Exercise description: "Ok(Identifier(text.to_string()))" appears in one line; retype that line and all lines following it through the end of the records, with nothing left out or added.

Start of Block

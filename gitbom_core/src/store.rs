//! Store management and object I/O.
//!
//! Artifact trees are persisted as their canonical serialization, named by
//! their bill-of-materials identity:
//!
//! ```text
//! <root>/config
//! <root>/object/<first 2 hex chars>/<remaining hex chars>
//! ```

use crate::error::{Error, Result};
use crate::hash::HashAlgorithm;
use crate::identifier::Identifier;
use crate::tree::ArtifactTree;
use std::fs;
use std::io::Write;
use std::path::{Path, PathBuf};

const CONFIG_VERSION: &str = "1";

/// A content-addressed store of serialized artifact trees.
#[derive(Debug)]
pub struct Store {
    root: PathBuf,
    algorithm: HashAlgorithm,
}

impl Store {
    /// Initialize a new store at the given path.
    ///
    /// Creates the directory structure:
    /// - `object/` for storing serialized trees
    /// - `config` file with version and blob hashing algorithm
    pub fn init<P: AsRef<Path>>(root: P, algorithm: HashAlgorithm) -> Result<Self> {
        let root = root.as_ref().to_path_buf();

        fs::create_dir_all(root.join("object"))?;

        let config_content = format!("version={}\nalgo={}\n", CONFIG_VERSION, algorithm);
        fs::write(root.join("config"), config_content)?;

        tracing::debug!(root = %root.display(), %algorithm, "initialized store");
        Ok(Self { root, algorithm })
    }

    /// Open an existing store at the given path.
    ///
    /// Validates the store structure and reads the configuration.
    pub fn open<P: AsRef<Path>>(root: P) -> Result<Self> {
        let root = root.as_ref().to_path_buf();

        if !root.exists() {
            return Err(Error::invalid_store(&root, "directory does not exist"));
        }

        let config_path = root.join("config");
        if !config_path.exists() {
            return Err(Error::invalid_store(&root, "config file not found"));
        }

        let config_content = fs::read_to_string(&config_path)?;
        let algorithm = Self::parse_config(&root, &config_content)?;

        if !root.join("object").is_dir() {
            return Err(Error::invalid_store(&root, "object directory missing"));
        }

        Ok(Self { root, algorithm })
    }

    /// Open the store if it has a config file, otherwise initialize it.
    pub fn open_or_init<P: AsRef<Path>>(root: P, algorithm: HashAlgorithm) -> Result<Self> {
        if root.as_ref().join("config").exists() {
            Self::open(root)
        } else {
            Self::init(root, algorithm)
        }
    }

    /// Parse the config file to extract the algorithm.
    fn parse_config(root: &Path, content: &str) -> Result<HashAlgorithm> {
        let mut version = None;
        let mut algo = None;

        for line in content.lines() {
            let line = line.trim();
            if line.is_empty() || line.starts_with('#') {
                continue;
            }

            if let Some((key, value)) = line.split_once('=') {
                match key.trim() {
                    "version" => version = Some(value.trim()),
                    "algo" => algo = Some(value.trim()),
                    _ => {}
                }
            }
        }

        if version != Some(CONFIG_VERSION) {
            return Err(Error::invalid_store(
                root,
                format!("unsupported config version: {:?}", version),
            ));
        }

        let algo_str = algo.ok_or_else(|| Error::invalid_store(root, "missing algo in config"))?;
        HashAlgorithm::parse(algo_str)
    }

    /// Get the path to an object file given its identifier.
    ///
    /// Returns: `object/{prefix}/{suffix}`
    pub fn object_path(&self, id: &Identifier) -> PathBuf {
        self.root
            .join("object")
            .join(id.prefix())
            .join(id.suffix())
    }

    /// Get the root directory of the store.
    pub fn root(&self) -> &Path {
        &self.root
    }

    /// Algorithm used to hash blobs added through this store.
    pub fn algorithm(&self) -> HashAlgorithm {
        self.algorithm
    }

    /// Whether an object with this identifier is stored.
    pub fn contains(&self, id: &Identifier) -> bool {
        self.object_path(id).is_file()
    }

    /// Store a tree under its identity and return the identity.
    ///
    /// Objects already present are not rewritten.
    pub fn put_tree(&self, tree: &ArtifactTree) -> Result<Identifier> {
        let payload = tree.serialize();
        let id = tree.identity();

        if self.contains(&id) {
            tracing::debug!(%id, "object already stored");
            return Ok(id);
        }

        self.write_object_atomic(&id, payload.as_bytes())?;
        tracing::debug!(%id, references = tree.len(), "stored tree");
        Ok(id)
    }

    /// Retrieve a tree by identifier.
    ///
    /// The stored text must hash back to `id` under `id`'s own algorithm.
    pub fn get_tree(&self, id: &Identifier) -> Result<ArtifactTree> {
        let obj_path = self.object_path(id);

        if !obj_path.exists() {
            return Err(Error::object_not_found(id.as_str()));
        }

        let content = fs::read(&obj_path)?;
        let text = String::from_utf8(content)
            .map_err(|e| Error::corrupted_object(&obj_path, format!("Invalid UTF-8: {}", e)))?;

        let tree = ArtifactTree::parse(&text)
            .map_err(|e| Error::corrupted_object(&obj_path, e.to_string()))?;

        let computed = tree.identity_with(id.algorithm());
        if computed != *id {
            return Err(Error::corrupted_object(
                &obj_path,
                format!("Identity mismatch: expected {}, got {}", id, computed),
            ));
        }

        Ok(tree)
    }

    /// Write an object atomically using tempfile.
    fn write_object_atomic(&self, id: &Identifier, payload: &[u8]) -> Result<()> {
        let obj_path = self.object_path(id);
        let obj_dir = obj_path
            .parent()
            .ok_or_else(|| Error::invalid_store(&self.root, "object path has no parent"))?;

        fs::create_dir_all(obj_dir)?;

        let mut temp_file = tempfile::NamedTempFile::new_in(obj_dir)?;
        temp_file.write_all(payload)?;
        temp_file.flush()?;
        temp_file.persist(&obj_path)?;

        Ok(())
    }
}
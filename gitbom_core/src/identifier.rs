//! Validated hex identifiers for blobs and artifact trees.

use crate::error::{Error, Result};
use crate::hash::HashAlgorithm;
use serde::{Deserialize, Serialize};
use std::fmt;
use std::str::FromStr;

/// A lower-case hex digest naming a blob or an artifact tree.
///
/// Always exactly 40 (SHA-1) or 64 (SHA-256) characters from `0-9a-f`.
/// Ordering is plain string ordering.
#[derive(Clone, PartialEq, Eq, PartialOrd, Ord, Hash, Serialize, Deserialize)]
#[serde(try_from = "String", into = "String")]
pub struct Identifier(String);

impl Identifier {
    /// Parse and validate identifier text.
    ///
    /// No normalization is applied: upper-case digits and any whitespace,
    /// including leading or trailing, are rejected.
    pub fn parse(text: &str) -> Result<Self> {
        if HashAlgorithm::from_hex_len(text.len()).is_none() {
            return Err(Error::invalid_identifier(format!(
                "Expected {} or {} hex characters, got {}",
                HashAlgorithm::Sha1.hex_len(),
                HashAlgorithm::Sha256.hex_len(),
                text.len()
            )));
        }

        if let Some((offset, c)) = text
            .char_indices()
            .find(|(_, c)| !matches!(c, '0'..='9' | 'a'..='f'))
        {
            return Err(Error::invalid_identifier(format!(
                "Invalid character {:?} at offset {}",
                c, offset
            )));
        }

        Ok(Identifier(text.to_string()))
    }

    /// Wrap a raw digest produced by one of the supported algorithms.
    pub(crate) fn from_digest(digest: &[u8]) -> Self {
        Identifier(hex::encode(digest))
    }

    /// The hex text.
    pub fn as_str(&self) -> &str {
        &self.0
    }

    /// The algorithm implied by the identifier's length.
    pub fn algorithm(&self) -> HashAlgorithm {
        if self.0.len() == HashAlgorithm::Sha1.hex_len() {
            HashAlgorithm::Sha1
        } else {
            HashAlgorithm::Sha256
        }
    }

    /// Get the first 2 hex characters (for directory sharding).
    pub fn prefix(&self) -> &str {
        &self.0[..2]
    }

    /// Get the remaining hex characters (for filename).
    pub fn suffix(&self) -> &str {
        &self.0[2..]
    }
}

impl fmt::Display for Identifier {
    fn fmt(&self, f: &mut fmt::Formatter<'_>) -> fmt::Result {
        f.write_str(&self.0)
    }
}

impl fmt::Debug for Identifier {
    fn fmt(&self, f: &mut fmt::Formatter<'_>) -> fmt::Result {
        write!(f, "Identifier({})", self.0)
    }
}

impl FromStr for Identifier {
    type Err = Error;

    fn from_str(s: &str) -> Result<Self> {
        Self::parse(s)
    }
}

impl TryFrom<String> for Identifier {
    type Error = Error;

    fn try_from(value: String) -> Result<Self> {
        Self::parse(&value)
    }
}

impl From<Identifier> for String {
    fn from(id: Identifier) -> Self {
        id.0
    }
}

impl AsRef<str> for Identifier {
    fn as_ref(&self) -> &str {
        &self.0
    }
}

End of Block

Result:
        Ok(Identifier(text.to_string()))
    }

    /// Wrap a raw digest produced by one of the supported algorithms.
    pub(crate) fn from_digest(digest: &[u8]) -> Self {
        Identifier(hex::encode(digest))
    }

    /// The hex text.
    pub fn as_str(&self) -> &str {
        &self.0
    }

    /// The algorithm implied by the identifier's length.
    pub fn algorithm(&self) -> HashAlgorithm {
        if self.0.len() == HashAlgorithm::Sha1.hex_len() {
            HashAlgorithm::Sha1
        } else {
            HashAlgorithm::Sha256
        }
    }

    /// Get the first 2 hex characters (for directory sharding).
    pub fn prefix(&self) -> &str {
        &self.0[..2]
    }

    /// Get the remaining hex characters (for filename).
    pub fn suffix(&self) -> &str {
        &self.0[2..]
    }
}

impl fmt::Display for Identifier {
    fn fmt(&self, f: &mut fmt::Formatter<'_>) -> fmt::Result {
        f.write_str(&self.0)
    }
}

impl fmt::Debug for Identifier {
    fn fmt(&self, f: &mut fmt::Formatter<'_>) -> fmt::Result {
        write!(f, "Identifier({})", self.0)
    }
}

impl FromStr for Identifier {
    type Err = Error;

    fn from_str(s: &str) -> Result<Self> {
        Self::parse(s)
    }
}

impl TryFrom<String> for Identifier {
    type Error = Error;

    fn try_from(value: String) -> Result<Self> {
        Self::parse(&value)
    }
}

impl From<Identifier> for String {
    fn from(id: Identifier) -> Self {
        id.0
    }
}

impl AsRef<str> for Identifier {
    fn as_ref(&self) -> &str {
        &self.0
    }
}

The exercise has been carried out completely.